To process this data for further analysis, the authors developed a computational pipeline called SpaceCat that “generates a spatial catalog of informative features from multiplexed image data.” When given an image, SpaceCat generates a set of 903 features like cell density, diversity, spatial interactions, extracellular matrix composition, immune infiltration, etc. First looking into location-specific effects, the authors defined certain tumor compartments - cancer cores, cancer borders, stromal borders, and stromal cores - and then computed SpaceCat features within those compartments and then within a whole image. The vast majority of features were found to be driven by cell phenotype, with a notable dominance of immune-related features (explained by the design focus of the antibody panel). Correlation studies of the features demonstrated the emergence of biologically distinct “modules” related to immune diversity and hypoxia and cell morphology, proving that SpaceCat was capturing coherent signals rather than random noise. Analysis of features at the compartment level and whole-image level showed that over a quarter of features varied significantly across compartments, especially at the tumor-stroma boundaries. Furthermore, cancer core compartments showed significantly higher CD8+/CD4+ T cell ratios pointing to CD8+ cells showing infiltration behavior and CD4+ cells being restricted elsewhere. Before using features to split patients based on response, the authors studied how the TME changed for all patients across the TONIC trial, finding a significant increase in T cell/cancer cell ratios at the stromal border, indicating that nivolumab causes T cell mobilization at the tumor boundary regardless of downstream effect. Other metrics like the ratio of natural killer cells did not show clear separation across time points, suggesting that more nuanced changes might be necessary for clinical benefit.
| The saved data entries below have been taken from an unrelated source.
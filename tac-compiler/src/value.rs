//! Numeric values and the arithmetic used to fold constant instructions.
//!
//! Integers are signed 64-bit and floats are IEEE doubles. Mixing the two promotes to float.
//! Every operation either produces a finite value or an [`EvalError`].

use crate::error::{
    kind::{ComplexResult, DivisionByZero, FloatBitwise, IntegerOverflow, NegativeShift, NonFiniteResult},
    EvalError,
};
use std::fmt;
use tac_parser::parser::token::op::{BinOpKind, UnaryOpKind};

#[cfg(feature = "serde")]
use serde::{Serialize, Serializer};

/// A numeric constant.
#[derive(Debug, Clone, Copy, PartialEq)]
pub enum Number {
    /// An integer value.
    Int(i64),

    /// A floating-point value.
    Float(f64),
}

impl Number {
    /// Returns the value as a float.
    pub fn as_f64(self) -> f64 {
        match self {
            Number::Int(n) => n as f64,
            Number::Float(n) => n,
        }
    }

    /// Returns true if the value is zero.
    pub fn is_zero(self) -> bool {
        match self {
            Number::Int(n) => n == 0,
            Number::Float(n) => n == 0.0,
        }
    }

    /// Applies a unary operator.
    pub fn unary(op: UnaryOpKind, operand: Number) -> Result<Number, EvalError> {
        match (op, operand) {
            (UnaryOpKind::Pos, n) => Ok(n),
            (UnaryOpKind::Neg, Number::Int(n)) => n
                .checked_neg()
                .map(Number::Int)
                .ok_or_else(|| IntegerOverflow { op: "-" }.into()),
            (UnaryOpKind::Neg, Number::Float(n)) => Ok(Number::Float(-n)),
        }
    }

    /// Applies a binary operator.
    pub fn binary(op: BinOpKind, lhs: Number, rhs: Number) -> Result<Number, EvalError> {
        match op {
            BinOpKind::Add => arith(op, lhs, rhs, i64::checked_add, |a, b| a + b),
            BinOpKind::Sub => arith(op, lhs, rhs, i64::checked_sub, |a, b| a - b),
            BinOpKind::Mul => arith(op, lhs, rhs, i64::checked_mul, |a, b| a * b),
            BinOpKind::Div => {
                if rhs.is_zero() {
                    return Err(DivisionByZero { operation: "division" }.into());
                }
                finite(op, lhs.as_f64() / rhs.as_f64())
            },
            BinOpKind::Mod => {
                if rhs.is_zero() {
                    return Err(DivisionByZero { operation: "modulo" }.into());
                }
                match (lhs, rhs) {
                    (Number::Int(a), Number::Int(b)) => {
                        let r = a.wrapping_rem(b);
                        Ok(Number::Int(if r != 0 && (r < 0) != (b < 0) { r + b } else { r }))
                    },
                    _ => {
                        let (a, b) = (lhs.as_f64(), rhs.as_f64());
                        let r = a % b;
                        finite(op, if r != 0.0 && (r < 0.0) != (b < 0.0) { r + b } else { r })
                    },
                }
            },
            BinOpKind::Exp => pow(lhs, rhs),
            BinOpKind::BitAnd | BinOpKind::BitOr | BinOpKind::BitXor
                | BinOpKind::BitLeft | BinOpKind::BitRight => {
                let (Number::Int(a), Number::Int(b)) = (lhs, rhs) else {
                    return Err(FloatBitwise { op }.into());
                };
                bitwise(op, a, b).map(Number::Int)
            },
        }
    }
}

/// Applies `+`, `-` or `*`, staying integral when both operands are integers.
fn arith(
    op: BinOpKind,
    lhs: Number,
    rhs: Number,
    int_op: fn(i64, i64) -> Option<i64>,
    float_op: fn(f64, f64) -> f64,
) -> Result<Number, EvalError> {
    match (lhs, rhs) {
        (Number::Int(a), Number::Int(b)) => int_op(a, b)
            .map(Number::Int)
            .ok_or_else(|| IntegerOverflow { op: op.symbol() }.into()),
        _ => finite(op, float_op(lhs.as_f64(), rhs.as_f64())),
    }
}

/// Wraps a float result, rejecting infinities and NaN.
fn finite(op: BinOpKind, value: f64) -> Result<Number, EvalError> {
    if value.is_finite() {
        Ok(Number::Float(value))
    } else {
        Err(NonFiniteResult { op: op.symbol() }.into())
    }
}

/// Exponentiation. An integer raised to a non-negative integer power stays an integer.
fn pow(lhs: Number, rhs: Number) -> Result<Number, EvalError> {
    let overflow = || EvalError::from(IntegerOverflow { op: "**" });

    match (lhs, rhs) {
        (Number::Int(base), Number::Int(exp)) if exp >= 0 => match u32::try_from(exp) {
            Ok(exp) => base.checked_pow(exp).map(Number::Int).ok_or_else(overflow),
            Err(_) => match base {
                0 | 1 => Ok(Number::Int(base)),
                -1 => Ok(Number::Int(if exp % 2 == 0 { 1 } else { -1 })),
                _ => Err(overflow()),
            },
        },
        _ => {
            let (base, exp) = (lhs.as_f64(), rhs.as_f64());
            if base == 0.0 && exp < 0.0 {
                return Err(DivisionByZero { operation: "division" }.into());
            }
            if base < 0.0 && exp.fract() != 0.0 {
                return Err(ComplexResult.into());
            }
            finite(BinOpKind::Exp, base.powf(exp))
        },
    }
}

/// Bitwise operators on two integers.
fn bitwise(op: BinOpKind, a: i64, b: i64) -> Result<i64, EvalError> {
    match op {
        BinOpKind::BitAnd => Ok(a & b),
        BinOpKind::BitOr => Ok(a | b),
        BinOpKind::BitXor => Ok(a ^ b),
        BinOpKind::BitLeft => {
            if b < 0 {
                return Err(NegativeShift.into());
            }
            if a == 0 {
                return Ok(0);
            }
            // shifting back must recover the original value, otherwise bits were lost
            match u32::try_from(b) {
                Ok(shift) if shift < 64 && (a << shift) >> shift == a => Ok(a << shift),
                _ => Err(IntegerOverflow { op: "<<" })?,
            }
        },
        BinOpKind::BitRight => {
            if b < 0 {
                return Err(NegativeShift.into());
            }
            match u32::try_from(b) {
                Ok(shift) if shift < 64 => Ok(a >> shift),
                _ => Ok(if a < 0 { -1 } else { 0 }),
            }
        },
        _ => unreachable!("`{}` is not a bitwise operator", op),
    }
}

impl From<i64> for Number {
    fn from(n: i64) -> Self {
        Number::Int(n)
    }
}

impl From<f64> for Number {
    fn from(n: f64) -> Self {
        Number::Float(n)
    }
}

impl fmt::Display for Number {
    fn fmt(&self, f: &mut fmt::Formatter) -> fmt::Result {
        match self {
            Number::Int(n) => write!(f, "{}", n),
            // `{:?}` always keeps a fractional part or exponent: `2.0`, `1e-7`
            Number::Float(n) => write!(f, "{:?}", n),
        }
    }
}

#[cfg(feature = "serde")]
impl Serialize for Number {
    fn serialize<S: Serializer>(&self, serializer: S) -> Result<S::Ok, S::Error> {
        match self {
            Number::Int(n) => serializer.serialize_i64(*n),
            Number::Float(n) => serializer.serialize_f64(*n),
        }
    }
}

#[cfg(test)]
mod tests {
    use assert_float_eq::{
        afe_abs,
        afe_relative_error_msg,
        afe_is_relative_eq,
        assert_float_relative_eq,
    };
    use pretty_assertions::assert_eq;
    use super::*;

    fn eval(op: BinOpKind, lhs: impl Into<Number>, rhs: impl Into<Number>) -> Result<Number, EvalError> {
        Number::binary(op, lhs.into(), rhs.into())
    }

    #[test]
    fn integer_arithmetic_stays_integral() {
        assert_eq!(eval(BinOpKind::Add, 2, 3), Ok(Number::Int(5)));
        assert_eq!(eval(BinOpKind::Sub, 2, 3), Ok(Number::Int(-1)));
        assert_eq!(eval(BinOpKind::Mul, 4, 3), Ok(Number::Int(12)));
        assert_eq!(eval(BinOpKind::Exp, 2, 10), Ok(Number::Int(1024)));
    }

    #[test]
    fn mixed_arithmetic_promotes() {
        assert_eq!(eval(BinOpKind::Add, 2, 0.5), Ok(Number::Float(2.5)));
        assert_eq!(eval(BinOpKind::Mul, 1.5, 2), Ok(Number::Float(3.0)));
    }

    #[test]
    fn division_is_always_float() {
        assert_eq!(eval(BinOpKind::Div, 6, 3), Ok(Number::Float(2.0)));
        assert_eq!(eval(BinOpKind::Div, 7, 2), Ok(Number::Float(3.5)));
    }

    #[test]
    fn division_by_zero() {
        let err = eval(BinOpKind::Div, 1, 0).unwrap_err();
        assert_eq!(err.message(), "division by zero");

        let err = eval(BinOpKind::Mod, 1.0, 0.0).unwrap_err();
        assert_eq!(err.message(), "modulo by zero");

        // 0 ** -1 is 1 / 0
        let err = eval(BinOpKind::Exp, 0, -1).unwrap_err();
        assert_eq!(err.message(), "division by zero");
    }

    #[test]
    fn floored_modulo() {
        assert_eq!(eval(BinOpKind::Mod, 7, 3), Ok(Number::Int(1)));
        assert_eq!(eval(BinOpKind::Mod, -7, 3), Ok(Number::Int(2)));
        assert_eq!(eval(BinOpKind::Mod, 7, -3), Ok(Number::Int(-2)));
        assert_eq!(eval(BinOpKind::Mod, i64::MIN, -1), Ok(Number::Int(0)));
        assert_eq!(eval(BinOpKind::Mod, -7.5, 2), Ok(Number::Float(0.5)));
    }

    #[test]
    fn negative_exponent_is_float() {
        assert_eq!(eval(BinOpKind::Exp, 2, -1), Ok(Number::Float(0.5)));
    }

    #[test]
    fn fractional_power() {
        let Ok(Number::Float(root)) = eval(BinOpKind::Exp, 2, 0.5) else {
            panic!("expected a float");
        };
        assert_float_relative_eq!(root, std::f64::consts::SQRT_2);

        let err = eval(BinOpKind::Exp, -8, 0.5).unwrap_err();
        assert_eq!(err, EvalError::ComplexResult(ComplexResult));
    }

    #[test]
    fn huge_exponents() {
        assert_eq!(eval(BinOpKind::Exp, 1, 1i64 << 40), Ok(Number::Int(1)));
        assert_eq!(eval(BinOpKind::Exp, -1, (1i64 << 40) + 1), Ok(Number::Int(-1)));
        assert!(eval(BinOpKind::Exp, 3, 1i64 << 40).is_err());
    }

    #[test]
    fn integer_overflow() {
        let err = eval(BinOpKind::Add, i64::MAX, 1).unwrap_err();
        assert_eq!(err, EvalError::IntegerOverflow(IntegerOverflow { op: "+" }));
        assert!(eval(BinOpKind::Exp, 10, 19).is_err());
        assert!(Number::unary(UnaryOpKind::Neg, Number::Int(i64::MIN)).is_err());
    }

    #[test]
    fn float_overflow() {
        let err = eval(BinOpKind::Mul, 1e300, 1e300).unwrap_err();
        assert_eq!(err.message(), "result of `*` is too large to represent");
    }

    #[test]
    fn bitwise() {
        assert_eq!(eval(BinOpKind::BitAnd, 12, 10), Ok(Number::Int(8)));
        assert_eq!(eval(BinOpKind::BitOr, 12, 10), Ok(Number::Int(14)));
        assert_eq!(eval(BinOpKind::BitXor, 12, 10), Ok(Number::Int(6)));
        assert_eq!(eval(BinOpKind::BitLeft, 1, 10), Ok(Number::Int(1024)));
        assert_eq!(eval(BinOpKind::BitRight, -16, 2), Ok(Number::Int(-4)));
        assert_eq!(eval(BinOpKind::BitRight, -16, 100), Ok(Number::Int(-1)));
        assert_eq!(eval(BinOpKind::BitRight, 16, 100), Ok(Number::Int(0)));
    }

    #[test]
    fn bitwise_errors() {
        assert_eq!(
            eval(BinOpKind::BitAnd, 1.5, 1).unwrap_err(),
            EvalError::FloatBitwise(FloatBitwise { op: BinOpKind::BitAnd }),
        );
        assert_eq!(eval(BinOpKind::BitLeft, 1, -1).unwrap_err(), EvalError::NegativeShift(NegativeShift));
        assert!(eval(BinOpKind::BitLeft, 1, 64).is_err());
        assert!(eval(BinOpKind::BitLeft, i64::MAX, 1).is_err());
        assert_eq!(eval(BinOpKind::BitLeft, -1, 63), Ok(Number::Int(i64::MIN)));
    }

    #[test]
    fn display() {
        assert_eq!(Number::Int(14).to_string(), "14");
        assert_eq!(Number::Int(-5).to_string(), "-5");
        assert_eq!(Number::Float(2.0).to_string(), "2.0");
        assert_eq!(Number::Float(3.5).to_string(), "3.5");
    }
}
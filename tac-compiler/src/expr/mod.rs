mod binary;
mod expr;
mod literal;
mod stmt;
mod unary;

pub use stmt::compile_stmts;
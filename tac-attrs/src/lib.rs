mod error_kind;

use error_kind::ErrorKindTarget;
use proc_macro::TokenStream;
use quote::ToTokens;
use syn::parse_macro_input;

/// Derives the [`ErrorKind`] trait for the given struct.
///
/// This trait can be derived for structs with named fields and unit structs. The derived
/// implementation refers to `tac_error` and `ariadne` by path, so the crate using the derive must
/// depend on both.
///
/// The information of the error is customized using the `error` attribute by adding the
/// corresponding tags to it:
/// ```ignore
/// use tac_attrs::ErrorKind;
///
/// #[derive(Debug, ErrorKind)]
/// #[error(message = "unexpected end of input", labels = ["add something here"])]
/// pub struct Foo;
/// ```
///
/// The following tags are available:
///
/// | Tag         | Description                                                                  |
/// | ----------- | ---------------------------------------------------------------------------- |
/// | `message`   | The message displayed at the top of the error, and returned by `message()`.  |
/// | `labels`    | An array of label texts; label `i` points at span `i` of the error.          |
/// | `help`      | Optional help text for the error, describing what the user can do to fix it. |
///
/// Each tag accepts an expression. The fields of the struct are in scope as references, and
/// `self` can be used as well.
///
/// [`ErrorKind`]: https://docs.rs/tac-error/latest/tac_error/trait.ErrorKind.html
#[proc_macro_derive(ErrorKind, attributes(error))]
pub fn error_kind(item: TokenStream) -> TokenStream {
    let target = parse_macro_input!(item as ErrorKindTarget);
    target.into_token_stream().into()
}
Moving towards determining the predictive power of SpaceCat, the authors tested every feature to see if it could predict patient response, using an importance score that combined p-value significance and effect size. Their analyses showed a hierarchy of predictors that were most useful for determining survival. Notably, the authors concluded that ratio measurements were more informative than isolated counts features. Additionally, spatial context played a significant role, with cellular diversity at the cancer border being the 31st best predictor at the compartment level but falling to 302nd at the scale of whole images. At a more interpretable level, patients with high ratios of immune cells to cancer cells showed stronger response, which was also strongly linked with PD-L1 expression on macrophages and antigen presenting cells. High cellular diversity was consistently predictive of success while monoculture tumors tended to fail. Interestingly, features like cancer-immune mixing (measure of immune cell penetrance into the tumor) seemed to have little predictive value for mTBMC despite being a key predictor for primary TBMC. Additionally, proliferation markers and hypoxia did not add much value as well, reinforcing the idea that metastatic TBMC is markedly different from primary TBMC and that biomarkers cannot be recycled between the two diseases. Interestingly, the most predictive features of the study were only predictive at a specific time point, with the majority of power coming from features derived at the treatment stage. This suggests that the state of the tumor prior to treatment is far less informative than information from the tumor shortly after the initial doses. Overall, this study reaffirms the idea that metastatic breast cancer is significantly different from its primary counterpart, and that spatial approaches like SpaceCat can help overcome the limitations of traditional biomarkers when predicting patient response to treatment.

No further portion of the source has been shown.